Data -
::::::

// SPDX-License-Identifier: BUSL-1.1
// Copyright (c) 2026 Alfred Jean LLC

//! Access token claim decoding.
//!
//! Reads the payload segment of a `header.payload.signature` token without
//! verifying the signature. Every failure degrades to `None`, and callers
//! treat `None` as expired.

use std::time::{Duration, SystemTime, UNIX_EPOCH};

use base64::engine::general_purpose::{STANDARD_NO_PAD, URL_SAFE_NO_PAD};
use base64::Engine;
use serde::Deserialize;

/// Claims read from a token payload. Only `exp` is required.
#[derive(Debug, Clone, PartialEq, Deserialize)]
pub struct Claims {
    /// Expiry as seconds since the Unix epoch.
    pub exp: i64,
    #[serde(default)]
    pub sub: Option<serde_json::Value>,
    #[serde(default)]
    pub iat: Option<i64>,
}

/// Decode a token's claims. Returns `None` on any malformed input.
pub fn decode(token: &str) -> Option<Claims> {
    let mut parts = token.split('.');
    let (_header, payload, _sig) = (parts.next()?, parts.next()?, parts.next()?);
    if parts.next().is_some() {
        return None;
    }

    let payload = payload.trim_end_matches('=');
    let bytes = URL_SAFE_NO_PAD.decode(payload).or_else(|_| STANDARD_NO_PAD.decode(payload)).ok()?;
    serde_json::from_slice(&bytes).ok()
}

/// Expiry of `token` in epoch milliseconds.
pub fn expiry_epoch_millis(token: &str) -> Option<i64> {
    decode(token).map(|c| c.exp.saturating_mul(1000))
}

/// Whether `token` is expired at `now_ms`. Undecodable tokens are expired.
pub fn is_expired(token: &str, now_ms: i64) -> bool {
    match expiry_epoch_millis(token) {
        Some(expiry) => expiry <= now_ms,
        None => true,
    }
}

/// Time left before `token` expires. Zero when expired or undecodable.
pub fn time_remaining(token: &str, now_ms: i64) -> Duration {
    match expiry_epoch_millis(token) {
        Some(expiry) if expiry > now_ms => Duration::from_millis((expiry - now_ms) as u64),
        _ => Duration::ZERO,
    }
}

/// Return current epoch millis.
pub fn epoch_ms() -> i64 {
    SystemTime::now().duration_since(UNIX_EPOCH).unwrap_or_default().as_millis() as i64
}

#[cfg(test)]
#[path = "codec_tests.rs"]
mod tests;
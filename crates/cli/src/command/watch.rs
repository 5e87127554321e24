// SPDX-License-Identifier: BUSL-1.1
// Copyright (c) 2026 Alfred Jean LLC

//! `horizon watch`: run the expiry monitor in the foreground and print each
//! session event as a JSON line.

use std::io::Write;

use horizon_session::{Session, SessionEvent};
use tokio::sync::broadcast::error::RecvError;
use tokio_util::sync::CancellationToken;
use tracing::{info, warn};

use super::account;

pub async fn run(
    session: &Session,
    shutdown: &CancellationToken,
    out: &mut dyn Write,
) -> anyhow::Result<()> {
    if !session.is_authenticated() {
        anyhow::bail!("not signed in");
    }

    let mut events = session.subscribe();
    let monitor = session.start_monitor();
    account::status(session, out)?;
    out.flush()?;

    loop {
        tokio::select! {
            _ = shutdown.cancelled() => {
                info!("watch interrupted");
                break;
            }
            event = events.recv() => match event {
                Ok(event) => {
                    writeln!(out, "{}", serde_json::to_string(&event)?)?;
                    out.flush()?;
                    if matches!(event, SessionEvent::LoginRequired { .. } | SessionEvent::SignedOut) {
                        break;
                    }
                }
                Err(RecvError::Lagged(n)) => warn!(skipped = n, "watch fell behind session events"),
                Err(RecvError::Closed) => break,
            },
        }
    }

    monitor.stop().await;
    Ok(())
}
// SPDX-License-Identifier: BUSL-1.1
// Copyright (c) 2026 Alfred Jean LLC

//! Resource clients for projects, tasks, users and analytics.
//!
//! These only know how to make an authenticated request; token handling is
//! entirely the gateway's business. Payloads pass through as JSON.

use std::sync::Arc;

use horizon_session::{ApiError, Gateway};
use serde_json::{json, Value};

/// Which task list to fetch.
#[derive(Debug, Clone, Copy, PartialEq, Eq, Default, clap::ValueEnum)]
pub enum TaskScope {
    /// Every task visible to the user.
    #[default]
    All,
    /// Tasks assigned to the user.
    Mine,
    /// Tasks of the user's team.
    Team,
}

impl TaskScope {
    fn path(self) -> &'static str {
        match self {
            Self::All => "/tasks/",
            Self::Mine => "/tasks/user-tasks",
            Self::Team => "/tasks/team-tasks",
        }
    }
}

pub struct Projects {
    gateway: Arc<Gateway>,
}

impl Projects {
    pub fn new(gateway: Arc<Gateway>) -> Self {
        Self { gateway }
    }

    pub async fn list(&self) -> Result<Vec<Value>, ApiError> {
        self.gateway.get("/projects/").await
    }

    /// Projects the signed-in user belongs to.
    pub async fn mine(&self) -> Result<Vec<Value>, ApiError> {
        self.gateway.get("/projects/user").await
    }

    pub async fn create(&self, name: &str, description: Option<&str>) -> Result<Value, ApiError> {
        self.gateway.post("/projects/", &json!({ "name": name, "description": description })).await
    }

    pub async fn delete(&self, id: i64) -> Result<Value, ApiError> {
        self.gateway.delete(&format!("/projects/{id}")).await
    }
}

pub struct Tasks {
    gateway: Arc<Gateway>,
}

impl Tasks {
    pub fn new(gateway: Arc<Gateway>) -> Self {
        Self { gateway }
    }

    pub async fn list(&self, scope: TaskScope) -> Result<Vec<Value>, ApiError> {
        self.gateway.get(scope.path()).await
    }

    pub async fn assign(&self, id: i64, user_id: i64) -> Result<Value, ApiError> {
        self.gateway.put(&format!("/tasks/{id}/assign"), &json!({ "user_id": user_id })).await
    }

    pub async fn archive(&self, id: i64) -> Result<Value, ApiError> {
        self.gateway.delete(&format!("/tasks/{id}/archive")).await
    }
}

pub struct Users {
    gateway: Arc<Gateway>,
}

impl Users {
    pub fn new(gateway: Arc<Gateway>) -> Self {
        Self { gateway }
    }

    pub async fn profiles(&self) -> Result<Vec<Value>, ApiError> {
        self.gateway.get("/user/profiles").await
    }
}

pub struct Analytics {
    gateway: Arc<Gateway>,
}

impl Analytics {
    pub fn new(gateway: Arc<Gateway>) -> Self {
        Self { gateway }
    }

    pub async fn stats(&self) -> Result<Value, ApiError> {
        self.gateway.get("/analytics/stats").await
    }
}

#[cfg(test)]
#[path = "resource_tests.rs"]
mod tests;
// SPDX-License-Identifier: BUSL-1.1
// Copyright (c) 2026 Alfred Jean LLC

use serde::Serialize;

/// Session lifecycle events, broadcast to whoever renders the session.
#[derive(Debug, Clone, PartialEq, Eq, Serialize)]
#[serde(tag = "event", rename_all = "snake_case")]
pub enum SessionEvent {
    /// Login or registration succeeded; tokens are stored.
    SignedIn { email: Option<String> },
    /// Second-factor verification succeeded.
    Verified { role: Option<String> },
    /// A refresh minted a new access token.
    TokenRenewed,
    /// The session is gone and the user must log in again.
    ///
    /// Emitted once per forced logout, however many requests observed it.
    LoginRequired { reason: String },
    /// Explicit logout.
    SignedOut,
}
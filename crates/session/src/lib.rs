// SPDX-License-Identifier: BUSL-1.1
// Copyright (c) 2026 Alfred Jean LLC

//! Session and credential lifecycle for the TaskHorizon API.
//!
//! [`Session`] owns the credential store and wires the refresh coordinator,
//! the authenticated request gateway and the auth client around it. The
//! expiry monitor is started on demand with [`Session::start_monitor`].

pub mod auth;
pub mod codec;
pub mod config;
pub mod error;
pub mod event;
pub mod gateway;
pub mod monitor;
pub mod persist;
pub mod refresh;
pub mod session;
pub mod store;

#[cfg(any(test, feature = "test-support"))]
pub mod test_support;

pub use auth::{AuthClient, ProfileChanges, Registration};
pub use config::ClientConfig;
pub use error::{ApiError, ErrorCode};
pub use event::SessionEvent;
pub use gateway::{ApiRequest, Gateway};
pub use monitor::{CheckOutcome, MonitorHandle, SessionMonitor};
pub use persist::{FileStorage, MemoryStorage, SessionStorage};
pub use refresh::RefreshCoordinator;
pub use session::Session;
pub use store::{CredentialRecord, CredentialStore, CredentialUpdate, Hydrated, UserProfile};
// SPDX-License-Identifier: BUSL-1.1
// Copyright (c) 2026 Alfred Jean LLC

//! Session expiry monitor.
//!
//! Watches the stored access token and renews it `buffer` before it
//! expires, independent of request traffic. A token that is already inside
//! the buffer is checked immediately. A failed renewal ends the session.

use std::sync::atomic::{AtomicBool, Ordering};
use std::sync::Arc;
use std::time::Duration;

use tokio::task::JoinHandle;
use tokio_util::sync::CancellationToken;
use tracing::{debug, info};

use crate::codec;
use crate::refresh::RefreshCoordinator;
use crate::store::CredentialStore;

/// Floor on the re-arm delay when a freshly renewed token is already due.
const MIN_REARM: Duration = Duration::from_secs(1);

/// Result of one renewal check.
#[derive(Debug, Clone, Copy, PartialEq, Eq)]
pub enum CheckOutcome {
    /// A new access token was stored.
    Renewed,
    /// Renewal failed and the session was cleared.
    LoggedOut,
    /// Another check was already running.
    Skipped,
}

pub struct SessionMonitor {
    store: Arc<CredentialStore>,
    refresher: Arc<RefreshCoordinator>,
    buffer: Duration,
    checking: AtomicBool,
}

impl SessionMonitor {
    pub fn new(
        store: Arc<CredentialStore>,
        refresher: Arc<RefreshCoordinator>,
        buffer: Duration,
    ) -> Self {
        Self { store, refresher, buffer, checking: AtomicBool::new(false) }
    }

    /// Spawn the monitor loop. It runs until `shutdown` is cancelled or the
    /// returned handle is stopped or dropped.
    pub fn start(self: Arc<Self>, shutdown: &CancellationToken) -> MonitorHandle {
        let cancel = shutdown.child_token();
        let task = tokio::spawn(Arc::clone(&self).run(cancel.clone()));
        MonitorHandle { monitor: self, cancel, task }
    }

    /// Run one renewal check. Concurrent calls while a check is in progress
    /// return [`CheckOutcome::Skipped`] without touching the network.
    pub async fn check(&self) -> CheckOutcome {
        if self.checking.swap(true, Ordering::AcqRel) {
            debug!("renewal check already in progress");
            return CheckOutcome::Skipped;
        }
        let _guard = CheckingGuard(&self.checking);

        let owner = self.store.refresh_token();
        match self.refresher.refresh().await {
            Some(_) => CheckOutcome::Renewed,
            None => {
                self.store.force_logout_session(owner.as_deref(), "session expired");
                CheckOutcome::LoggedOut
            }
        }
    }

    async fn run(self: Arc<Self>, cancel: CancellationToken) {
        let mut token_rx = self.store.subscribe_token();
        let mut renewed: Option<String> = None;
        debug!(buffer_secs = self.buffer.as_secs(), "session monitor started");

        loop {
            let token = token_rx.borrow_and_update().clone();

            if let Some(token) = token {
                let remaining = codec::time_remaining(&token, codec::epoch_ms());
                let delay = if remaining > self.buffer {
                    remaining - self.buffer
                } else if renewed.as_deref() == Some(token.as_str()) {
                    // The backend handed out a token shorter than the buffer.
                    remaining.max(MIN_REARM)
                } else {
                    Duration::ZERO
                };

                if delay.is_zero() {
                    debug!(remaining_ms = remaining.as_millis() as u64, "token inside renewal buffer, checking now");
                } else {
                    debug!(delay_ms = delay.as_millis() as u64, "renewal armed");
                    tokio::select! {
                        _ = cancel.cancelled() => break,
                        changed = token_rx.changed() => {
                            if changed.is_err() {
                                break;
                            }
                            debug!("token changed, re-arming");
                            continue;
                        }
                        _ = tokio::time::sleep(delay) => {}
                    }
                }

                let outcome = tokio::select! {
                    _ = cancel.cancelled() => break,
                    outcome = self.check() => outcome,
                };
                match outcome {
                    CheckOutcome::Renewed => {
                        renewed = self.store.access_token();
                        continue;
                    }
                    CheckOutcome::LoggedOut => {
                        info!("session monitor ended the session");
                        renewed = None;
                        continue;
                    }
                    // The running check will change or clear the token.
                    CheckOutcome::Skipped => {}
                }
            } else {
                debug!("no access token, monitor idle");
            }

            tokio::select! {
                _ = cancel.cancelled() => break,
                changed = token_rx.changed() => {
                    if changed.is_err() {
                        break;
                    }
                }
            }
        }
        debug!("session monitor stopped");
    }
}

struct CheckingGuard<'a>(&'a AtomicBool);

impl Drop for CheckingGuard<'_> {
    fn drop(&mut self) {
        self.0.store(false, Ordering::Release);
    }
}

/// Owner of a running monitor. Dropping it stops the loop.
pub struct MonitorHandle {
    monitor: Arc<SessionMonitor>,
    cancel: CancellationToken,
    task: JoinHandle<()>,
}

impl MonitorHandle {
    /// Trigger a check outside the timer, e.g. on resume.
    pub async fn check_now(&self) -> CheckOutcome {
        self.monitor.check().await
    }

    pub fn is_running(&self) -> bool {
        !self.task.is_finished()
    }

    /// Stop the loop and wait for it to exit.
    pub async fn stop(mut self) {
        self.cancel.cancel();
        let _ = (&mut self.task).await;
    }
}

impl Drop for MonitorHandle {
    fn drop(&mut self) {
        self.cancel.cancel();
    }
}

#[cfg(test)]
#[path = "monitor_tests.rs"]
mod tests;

::::::

Activity - From the data above, copy each line that holds "struct".

Answer section -
pub struct Claims {
pub struct Projects {
pub struct Tasks {
pub struct Users {
pub struct Analytics {
pub struct SessionMonitor {
struct CheckingGuard<'a>(&'a AtomicBool);
pub struct MonitorHandle {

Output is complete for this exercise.